You beat time on my head
With a palm caked hard by dirt,
Then waltzed me off to bed
Still clinging to your shirt.
When the professor asked the small class if anyone FELT anything after reading the poem, I raised my hand and said it sounded like a cry for help. The puzzled look on her face should have stopped me, but I added the poem was a story of abuse.
She asked for a show of hands… how many others agreed? In that room of 20 students, one other raised her hand. There we were… the two of us… strangers but understanding each other while everyone else look baffled. I’d like to say the instructor realized what this said about our past and entertained that the poem could elicit those feelings, but she wasn’t. She plowed ahead with her planned lecture. We were supposed to FEEL the tempo, appreciate the way the poet danced us through the piece. The girl and I held eye contact briefly. I saw her. She saw me.

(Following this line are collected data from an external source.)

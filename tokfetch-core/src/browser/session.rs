use std::time::Duration;

use async_trait::async_trait;

use crate::config::ViewportSection;

use super::error::BrowserResult;

#[derive(Debug, Clone, PartialEq)]
pub struct ViewportSpec {
    pub width: u32,
    pub height: u32,
    pub device_scale_factor: f64,
}

impl From<&ViewportSection> for ViewportSpec {
    fn from(section: &ViewportSection) -> Self {
        Self {
            width: section.width,
            height: section.height,
            device_scale_factor: section.device_scale_factor,
        }
    }
}

/// A network response seen by the page.
#[derive(Debug, Clone, PartialEq, Eq)]
pub struct ObservedResponse {
    pub url: String,
    pub content_type: String,
}

impl ObservedResponse {
    pub fn new(url: impl Into<String>, content_type: impl Into<String>) -> Self {
        Self {
            url: url.into(),
            content_type: content_type.into(),
        }
    }
}

/// One isolated browser session. Callers must `close` it on every path.
#[async_trait]
pub trait BrowserSession: Send {
    fn id(&self) -> &str;

    async fn configure(&mut self, user_agent: &str, viewport: &ViewportSpec) -> BrowserResult<()>;

    /// Starts recording every response the page receives.
    async fn enable_response_capture(&mut self) -> BrowserResult<()>;

    /// Loads `url` and returns once no response arrived for `idle`.
    /// Unbounded; callers apply their own timeout.
    async fn navigate(&mut self, url: &str, idle: Duration) -> BrowserResult<()>;

    /// Polls until `selector` matches. Unbounded like `navigate`.
    async fn wait_for_selector(&mut self, selector: &str, poll: Duration) -> BrowserResult<()>;

    async fn evaluate(&mut self, script: &str) -> BrowserResult<serde_json::Value>;

    /// Responses recorded since the previous call.
    fn drain_responses(&mut self) -> Vec<ObservedResponse>;

    async fn close(&mut self) -> BrowserResult<()>;
}

#[async_trait]
pub trait BrowserSessionFactory: Send + Sync {
    async fn open(&self) -> BrowserResult<Box<dyn BrowserSession>>;
}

I am at home working remotely (a perk of my job) and listening to Evanescence of all things. Yup, I’m a bit emo today.
And then “My Immortal” came on and I did not hear it as the standard love song at all… it cut to my heart… my father… my immortal… my me. And all of the sudden that song took on a whole different (albeit sinister) depth. I thought of that poem (stuck in my brain all these years later) and I marveled at how crazy-complicated it can be, when the people we love so desperately are not good for us.
The tangled love and need and pain and utter disappointment… palpable these days. For whatever reason, my father seems to be just one song… one poem… one picture… one phrase away… just right there on the cusp of my sentience and ready to pounce on me, ripping away scars to make way for fresh wounds.
I do not understand it. I do not know why now… why here…
And so I write. I press these thoughts and feelings onto electronic page and send them off. Mostly to just get them out of my head and heart (even if only for a few minutes) but also… in case someone is out there that just needs to be seen.